Очередной смешок замер у старика на губах, он подобрался, забыв о недавнем кривлянии, приосанился, вновь обретя свое мрачное достоинство.
— Тогда ты знаешь, — сказал торжествующе, почти мстительно, — что вернуть к жизни мертвого невозможно!
— Правда? — презрительно выгнул губы Огнезор. — Открою тебе секрет, старик: я знал это всегда! — он выдержал паузу, наблюдая, как меняется у того лицо, как злостью стирается привычное высокомерие. — Зачем тебе нужно было убедить меня в обратном? Вот что действительно интересно. Но скоро я узнаю, не так ли?

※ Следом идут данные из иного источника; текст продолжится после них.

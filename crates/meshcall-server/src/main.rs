use anyhow::Result;
use tracing_subscriber::{layer::SubscriberExt, util::SubscriberInitExt};

#[tokio::main]
async fn main() -> Result<()> {
    dotenvy::dotenv().ok();

    tracing_subscriber::registry()
        .with(
            tracing_subscriber::EnvFilter::try_from_default_env()
                .unwrap_or_else(|_| "meshcall_server=debug,tower_http=debug".into()),
        )
        .with(tracing_subscriber::fmt::layer())
        .init();

    tracing::info!("starting meshcalld...");

    let config = meshcall_server::config::Config::load(None)?;
    let listen_address = config.api.http.listen_address.clone();

    let metrics_handle = meshcall_server::metrics::install()?;
    let app_state = meshcall_server::state::AppState::new(config, metrics_handle).await?;
    let app = meshcall_server::api::create_router(app_state.clone());

    let listener = tokio::net::TcpListener::bind(&listen_address).await?;
    tracing::info!(%listen_address, "listening");

    axum::serve(listener, app)
        .with_graceful_shutdown(shutdown_signal(app_state))
        .await?;

    Ok(())
}

/// Waits for SIGINT/SIGTERM, then drains every live session before
/// returning so `axum::serve` doesn't drop connections out from under
/// in-progress calls (§5).
async fn shutdown_signal(state: meshcall_server::state::AppState) {
    let ctrl_c = async {
        tokio::signal::ctrl_c().await.expect("failed to install SIGINT handler");
    };

    #[cfg(unix)]
    let terminate = async {
        tokio::signal::unix::signal(tokio::signal::unix::SignalKind::terminate())
            .expect("failed to install SIGTERM handler")
            .recv()
            .await;
    };

    #[cfg(not(unix))]
    let terminate = std::future::pending::<()>();

    tokio::select! {
        _ = ctrl_c => {},
        _ = terminate => {},
    }

    tracing::info!("shutdown signal received, draining sessions...");
    state.sfu.close_all_sessions().await;
    tracing::info!("drain complete, exiting");
}
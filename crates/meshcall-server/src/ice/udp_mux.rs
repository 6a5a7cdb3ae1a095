//! Per-interface UDP socket pools combined into a single ICE UDP mux (C4).
//!
//! Each bind address gets `udp_sockets_count` raw sockets opened with
//! `SO_REUSEADDR`/`SO_REUSEPORT` so the kernel load-balances inbound
//! packets across them; outbound writes round-robin across the pool by
//! an atomic counter. The pool is wrapped behind `webrtc`'s
//! `UDPMuxDefault`, one per bind address, combined into a
//! [`MultiUdpMux`] keyed by address.

use socket2::{Domain, Protocol, SockAddr, Socket, Type};
use std::collections::HashMap;
use std::net::{IpAddr, SocketAddr};
use std::sync::atomic::{AtomicUsize, Ordering};
use std::sync::Arc;
use webrtc::ice::udp_mux::{UDPMuxDefault, UDPMuxParams};
use webrtc::ice_transport::ice_server::RTCIceServer;

use crate::error::SfuError;

/// 16 MiB kernel socket buffer, best-effort (§4.4).
const SOCKET_BUFFER_BYTES: usize = 16 * 1024 * 1024;
/// WebRTC's conservative path MTU.
pub const RTP_MTU: usize = 1460;

/// A round-robin pool of UDP sockets bound to the same local address with
/// `SO_REUSEPORT`, presented as a single `tokio::net::UdpSocket` via the
/// first member (all members receive a kernel-balanced share of inbound
/// traffic; writes are distributed round-robin).
pub struct UdpSocketPool {
    sockets: Vec<Arc<tokio::net::UdpSocket>>,
    next: AtomicUsize,
}

impl UdpSocketPool {
    /// Opens `count` `SO_REUSEPORT` sockets bound to `addr`, and returns
    /// the pool alongside one extra socket of the same kind reserved for
    /// `UDPMuxDefault` — ICE drives exactly one socket, the pool is what
    /// absorbs the kernel-balanced inbound fan-in share.
    pub fn bind(addr: SocketAddr, count: u32) -> Result<(Self, std::net::UdpSocket), SfuError> {
        let count = count.max(1);
        let mut sockets = Vec::with_capacity(count as usize);
        for _ in 0..count {
            sockets.push(Arc::new(Self::open_one(addr)?));
        }
        let mux_socket = Self::open_one(addr)?.into_std()
            .map_err(|e| SfuError::Transport(format!("unwrap mux socket: {e}")))?;

        Ok((
            Self {
                sockets,
                next: AtomicUsize::new(0),
            },
            mux_socket,
        ))
    }

    fn open_one(addr: SocketAddr) -> Result<tokio::net::UdpSocket, SfuError> {
        let domain = if addr.is_ipv6() { Domain::IPV6 } else { Domain::IPV4 };
        let sock = Socket::new(domain, Type::DGRAM, Some(Protocol::UDP))
            .map_err(|e| SfuError::Transport(format!("socket(): {e}")))?;
        sock.set_reuse_address(true)
            .map_err(|e| SfuError::Transport(format!("SO_REUSEADDR: {e}")))?;
        #[cfg(target_family = "unix")]
        sock.set_reuse_port(true)
            .map_err(|e| SfuError::Transport(format!("SO_REUSEPORT: {e}")))?;
        sock.set_nonblocking(true)
            .map_err(|e| SfuError::Transport(format!("nonblocking: {e}")))?;
        // Best-effort: some platforms cap this lower, we don't treat it as fatal.
        let _ = sock.set_recv_buffer_size(SOCKET_BUFFER_BYTES);
        let _ = sock.set_send_buffer_size(SOCKET_BUFFER_BYTES);
        sock.bind(&SockAddr::from(addr))
            .map_err(|e| SfuError::Transport(format!("bind {addr}: {e}")))?;

        let std_socket: std::net::UdpSocket = sock.into();
        tokio::net::UdpSocket::from_std(std_socket)
            .map_err(|e| SfuError::Transport(format!("tokio wrap: {e}")))
    }

    /// Picks the next socket in round-robin order for an outbound write.
    pub fn next_socket(&self) -> Arc<tokio::net::UdpSocket> {
        let idx = self.next.fetch_add(1, Ordering::Relaxed) % self.sockets.len();
        self.sockets[idx].clone()
    }

    pub fn local_addr(&self) -> std::io::Result<SocketAddr> {
        self.sockets[0].local_addr()
    }
}

/// One `UDPMuxDefault` per configured bind address, selectable by address.
pub struct MultiUdpMux {
    muxes: HashMap<IpAddr, Arc<UDPMuxDefault>>,
    pools: HashMap<IpAddr, Arc<UdpSocketPool>>,
}

impl MultiUdpMux {
    /// Builds one socket pool + ICE UDP mux per bind address.
    pub async fn new(
        bind_addrs: &[IpAddr],
        port: u16,
        sockets_per_addr: u32,
    ) -> Result<Self, SfuError> {
        let mut muxes = HashMap::with_capacity(bind_addrs.len());
        let mut pools = HashMap::with_capacity(bind_addrs.len());

        for &addr in bind_addrs {
            let (pool, mux_socket) =
                UdpSocketPool::bind(SocketAddr::new(addr, port), sockets_per_addr)?;
            let mux_socket = tokio::net::UdpSocket::from_std(mux_socket)
                .map_err(|e| SfuError::Transport(format!("rewrap mux socket: {e}")))?;
            let params = UDPMuxParams::new(mux_socket);
            let mux = Arc::new(UDPMuxDefault::new(params));
            muxes.insert(addr, mux);
            pools.insert(addr, Arc::new(pool));
        }

        Ok(Self { muxes, pools })
    }

    pub fn mux_for(&self, addr: IpAddr) -> Option<Arc<UDPMuxDefault>> {
        self.muxes.get(&addr).cloned()
    }

    /// The default mux to hand to a freshly created peer connection. Any
    /// bind address's mux works equally: ICE picks host candidates from
    /// all of them once `NAT1to1IPs` has been set.
    pub fn default_mux(&self) -> Option<Arc<UDPMuxDefault>> {
        self.muxes.values().next().cloned()
    }

    pub fn pool_for(&self, addr: IpAddr) -> Option<Arc<UdpSocketPool>> {
        self.pools.get(&addr).cloned()
    }

    pub fn bind_addrs(&self) -> Vec<IpAddr> {
        self.muxes.keys().copied().collect()
    }
}

/// Helper used by §4.1 step 4 to turn the configured ICE server strings
/// into `RTCIceServer` values (credentials already resolved by
/// [`crate::ice::turn_creds`]).
pub fn to_rtc_ice_servers(
    creds: &[crate::ice::turn_creds::IceServerCredential],
) -> Vec<RTCIceServer> {
    creds
        .iter()
        .map(|c| RTCIceServer {
            urls: c.urls.clone(),
            username: c.username.clone().unwrap_or_default(),
            credential: c.credential.clone().unwrap_or_default(),
        })
        .collect()
}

— Проклятый мальчишка… Ты… — задохнулся от ярости жрец.
— Что я? — так же бесстрастно продолжил мастер. — Ты заманил нас к себе. Связал запретным обрядом, зная, что Лая умрет. Наплел мне сказок, надеясь использовать чужое отчаяние для своих поисков… Но неужели ты, правда, решил, что можешь играть со мною таким образом?
— Конечно, могу! — неприятно оскалился старик. — Кто же, коль не я? Ведь это я — твой личный бог, мальчик! Твой создатель! Это я сотворил тебя! Я занялся уродцем в чреве потерявшейся в горах шлюхи! Я дал ему здоровое тело, прекрасное лицо, острый ум и сродность к божественному Дару! Я сделал из него тебя! — он издал еще один пронзительный смешок. — О! Не думай, ничем ты не был особенным! Я просто хотел создать себе идеальную оболочку, чтоб слиться с ней, наконец, покинув это старое тело, как делал это сотни раз до того. Видишь ли, я знал этих четверых еще при жизни, — взгляд его прошелся презрительно по угасающим силуэтам призраков. — И никогда не желал следовать их путем, навсегда быть привязанным к камню… Я выбрал иное бессмертие! Все было, как и сотни раз до того, пока эта дура не сбежала с новорожденным… — он замолчал, вцепившись в Огнезора глазами, ожидая от него страха, изумления — хоть какой-то реакции!
Только не пустого, вежливого безразличия! Не снисходительно поднятых вверх светлых бровей и этой сочувственной усмешки: словно последний жрец умершего Храма, гениальнейший и старейший из одаренных, — лишь какой-нибудь деревенский юродивый, что несет откровенную чушь!..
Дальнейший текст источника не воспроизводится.